Brilliant Geometry: The Art of mathematical projection through the Magic of 3D Printing

Peter Reid (Edinburgh), Saul Schleimer (Warwick) and Henry Segerman (Oklahoma)
Fri 12 May 2017   -  Sun 04 Jun 2017
11:00-18:00
_ Venue: Sciennes Gallery

Brilliant Geometry is a collaboration between the School of Mathematics at the University of Edinburgh, the Department of Mathematics at Oklahoma State University, and the Warwick Mathematics Institute. We bring the creativity and precision of mathematics to the general public; we do this with computer aided design, recent innovations in 3D printing, and very, very bright lights!

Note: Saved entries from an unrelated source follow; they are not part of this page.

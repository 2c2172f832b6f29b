//! Volume-format and runtime limit constants.

/// Block size (bytes). Every persistent node occupies exactly one block.
pub const BK_SIZE: usize = 8192;

/// Blocks per allocation group.
pub const AG_NBK: usize = 1024;

/// Allocation-group span (bytes).
pub const AG_SIZE: u64 = (BK_SIZE * AG_NBK) as u64;

/// Minimum number of allocation groups in a volume.
pub const NAG_MIN: usize = 2;

/// Maximum number of allocation groups in a volume (16 TiB).
pub const NAG_MAX: usize = 2 * 1024 * 1024;

/// Minimal volume size.
pub const VOLUME_SIZE_MIN: u64 = AG_SIZE * (NAG_MIN as u64);

/// Maximal volume size.
pub const VOLUME_SIZE_MAX: u64 = AG_SIZE * (NAG_MAX as u64);

/// Common node header size at the head of every metadata block (bytes).
pub const NODE_HDR_SIZE: usize = 64;

/// File-map radix fan-out: child slots per interior node.
pub const FANOUT: usize = 256;

/// Maximal file-map height: level 1 is the leaf level, levels 2 and up
/// are interior nodes.
pub const HEIGHT_MAX: u32 = 5;

/// Maximal file size: FANOUT^(HEIGHT_MAX-1) leaves of BK_SIZE bytes (32 TiB).
pub const FILESIZE_MAX: u64 = (BK_SIZE as u64) << (8 * (HEIGHT_MAX - 1));

/// Maximal length of a directory-entry name.
pub const NAME_MAX: usize = 255;

/// Maximal number of hard links to a single inode.
pub const LINK_MAX: u32 = 32767;

/// Symlink target bytes stored inline within the inode.
pub const SYMLNK_INLINE_MAX: usize = 1024;

/// Maximal symlink target length; longer targets are rejected.
pub const SYMLNK_MAX: usize = 4095;

/// Hash buckets per directory.
pub const DIR_NBUCKETS: usize = 61;

/// Bytes of entry heap in one directory node.
pub const DNODE_HEAP_SIZE: usize = 7 * 1024;

/// Xattr record bytes stored inline within the inode.
pub const XATTR_INLINE_SIZE: usize = 1024;

/// Maximal xattr value length.
pub const XATTR_VALUE_MAX: usize = 64 * 1024;

/// First pseudo inode number; volume inodes never reach this range.
pub const PSEUDO_INO_BASE: u64 = 1 << 60;

/// Default storage-I/O worker count.
pub const NSIO_DEFAULT: usize = 4;

/// Maximal storage-I/O worker count.
pub const NSIO_MAX: usize = 8;

/// Depth of each inter-stage job queue.
pub const QUEUE_DEPTH: usize = 256;

/// Queue dequeue timeout driving periodic housekeeping (milliseconds).
pub const DEQ_TIMEOUT_MS: u64 = 50;

/// Default cache budget, in cached blocks.
pub const CACHE_NBK_DEFAULT: usize = 8192;

/// Open file handles per mount.
pub const NOPENF_MAX: usize = 4096;

/// Maximal frame payload accepted from the adaptor.
pub const FRAME_PAYLOAD_MAX: usize = IO_SIZE_MAX + 4096;

/// Maximal read/write I/O size per request.
pub const IO_SIZE_MAX: usize = 1024 * 1024;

Brilliant Geometry consists of a variety of exhibits: hand-held projectors, shadow lanterns, and a zoetrope, which animates 3-dimensional objects before your eyes. Each exhibit invites our guests to play with some combination of mathematical ideas: we cover the concepts of dimension, of projections between spaces, of polygons and polytopes, and of geometric tilings.

Polytopes are mathematical building blocks, used to construct more complicated patterns called tilings: an everyday version of this is the way in which bricks tile a path. It is a deep principle in science that the local properties of a polytope determine the global structure of the tiling. To see these global structures we often have to distort and squeeze the big tiled thing to fit into our (quite small!) three-dimensional space. We have a tricky way to do this – the dignified term is “stereographic projection”. We invite you to come and see the tricky tilings at Brilliant Geometry!